This is something else (along with a book trailer) that I’ve been meaning to do for years, but never quite had the courage, or the first idea where to start. Now, thanks to some amazing advice from several kind (and incredibly patient!) friends, I’ve finally pulled out my finger and done something about it.
Naive!Me (TM) thought that it was just a question of writing a newsletter, getting a few names signed up somewhere, and Bob was promptly my uncle. Needless to say, the process is a whole lot more complicated than that. I didn’t just want to throw my newsletter at potential readers; I wanted to give them something in return for them taking an interest in me. That meant a free short story, which meant writing it, editing it, proofreading it, designing a cover for it, formatting it, converting it, and uploading it somewhere where new readers could download it from.
The process also involved signing up to a mailing list provider to manage my list for me. One week, three separate new software packages/platforms, several new author accounts and a vast amount of learning later, I feel it hasn’t just been a steep learning curve, it’s been like trying to walk up Striding Edge, backwards, blindfolded. But I made it through the silly mistakes, the accidental sign-up loops and everything else, and the good news is that I’m finally ready to launch my newsletter onto the world.

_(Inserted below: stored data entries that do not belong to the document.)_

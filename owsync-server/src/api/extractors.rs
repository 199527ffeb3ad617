//! Custom Axum extractors for request authentication.
//!
//! Session validation is an external collaborator: an upstream auth proxy
//! verifies the user and forwards the identity as headers. The
//! [`AuthenticatedPrincipal`] extractor reads those headers and trusts
//! them; it does not re-verify the session.

use axum::{
    extract::FromRequestParts,
    http::{StatusCode, request::Parts},
    response::{IntoResponse, Response},
};
use owsync_sdk::auth::{
    AccountRole, COMPANY_ID_HEADER, Principal, ROLE_HEADER, USER_ID_HEADER,
};
use uuid::Uuid;

use crate::state::AppState;

/// An Axum extractor producing the authenticated [`Principal`].
///
/// # Headers
///
/// ```text
/// X-Auth-User-Id:    4b82…            (uuid, required)
/// X-Auth-Role:       personal|business (required)
/// X-Auth-Company-Id: 91fe…            (uuid, required for business)
/// ```
pub struct AuthenticatedPrincipal(pub Principal);

/// Errors returned by the [`AuthenticatedPrincipal`] extractor.
#[derive(Debug)]
pub enum AuthError {
    MissingIdentity,
    InvalidUserId,
    InvalidRole,
    MissingCompany,
}

impl IntoResponse for AuthError {
    fn into_response(self) -> Response {
        let (status, message) = match self {
            AuthError::MissingIdentity => (StatusCode::UNAUTHORIZED, "missing identity headers"),
            AuthError::InvalidUserId => (StatusCode::BAD_REQUEST, "invalid user id header"),
            AuthError::InvalidRole => (StatusCode::BAD_REQUEST, "invalid role header"),
            AuthError::MissingCompany => (
                StatusCode::BAD_REQUEST,
                "business principal without company id",
            ),
        };
        (status, message).into_response()
    }
}

impl FromRequestParts<AppState> for AuthenticatedPrincipal {
    type Rejection = AuthError;

    async fn from_request_parts(
        parts: &mut Parts,
        _state: &AppState,
    ) -> Result<Self, Self::Rejection> {
        let user_id = header_value(parts, USER_ID_HEADER)?
            .parse::<Uuid>()
            .map_err(|_| AuthError::InvalidUserId)?;
        let role = header_value(parts, ROLE_HEADER)?
            .parse::<AccountRole>()
            .map_err(|_| AuthError::InvalidRole)?;

        let principal = match role {
            AccountRole::Personal => Principal::personal(user_id),
            AccountRole::Business => {
                let company_id = parts
                    .headers
                    .get(COMPANY_ID_HEADER)
                    .and_then(|value| value.to_str().ok())
                    .and_then(|value| value.parse::<Uuid>().ok())
                    .ok_or(AuthError::MissingCompany)?;
                Principal::business(user_id, company_id)
            }
        };

        Ok(AuthenticatedPrincipal(principal))
    }
}

fn header_value<'a>(parts: &'a Parts, name: &str) -> Result<&'a str, AuthError> {
    parts
        .headers
        .get(name)
        .ok_or(AuthError::MissingIdentity)?
        .to_str()
        .map_err(|_| AuthError::MissingIdentity)
}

Of course, before I can send it out, I need someone to send it to! Which is where my readers come in. Particularly any readers who enjoy my LGBT romances, since that’s what I’m concentrating on just now and what the newsletter is likely to be focused on. So, if anyone wants regular, monthly(ish!) updates on my writing, my books and my general day-to-day life, together with occasional book reviews, announcements about friends’ releases, and anything else that might be vaguely interesting, you can sign up here.
And as mentioned above, there’s a FREE short story as a reward. Monster in the Maze is a short, ultra-sweet, no sex romance loosely based on the old Minotaur legend, but moved to a stately home somewhere in England. Here’s a snippet to whet your appetite. Don’t forget – this story won’t currently be available anywhere else, so to read it you need to, you know, *nudges*, sign up!
I hope you enjoy the story, and look forward to chatting to you via my spiffy new newsletter in the next few weeks.
A low growl echoed through the undergrowth, raising all the hairs on Theo’s arms. It was followed by vague snortings and snufflings, and a sound that could only be described as pawing the ground. And what cow did that? This wasn’t good. This wasn’t good at all. Monster, Christian had said. He could start to believe it now.
It was tempting to follow the gardener’s suit and turn and run, but he wasn’t sure he could face Christian’s disappointment afterwards. Besides, a small part of him was intrigued. What, exactly, had taken up residence in the Coseley maze? A prize bull? Something big and nasty that had escaped from a wildlife park? Something big and nasty and carnivorous? Well, that was a risk he’d have to take.
He clutched the torch, more as a potential weapon than a source of light, and tiptoed round the final bend. And stopped, heart thumping so hard it might actually burst out of his chest. The pavilion was just as he remembered it: a few feet square, with a pitched roof and a flight of steps up to its white-painted door. A pretty thing, a folly for a rich and bored family back in the eighteenth century when it had been built. But it wasn’t so pretty now. On the steps stood—lurked—a strange, huge figure, hunched and twisted, with a bull-like face and—were those horns?
Theo tried to swallow but all the moisture had vanished from his mouth. The beast’s head swung from side to side; its eyes gleamed yellow in the gloom. And his feet were stuck in concrete and he couldn’t move. For a second he thought perhaps it hadn’t spotted him, here in the shelter of the last bit of hedge. But then the vast head turned, and the eyes locked on to him, and the great maw opened wide and—
‛Out of my way—you shouldn’t even be in here. I told Christian to keep everyone out.’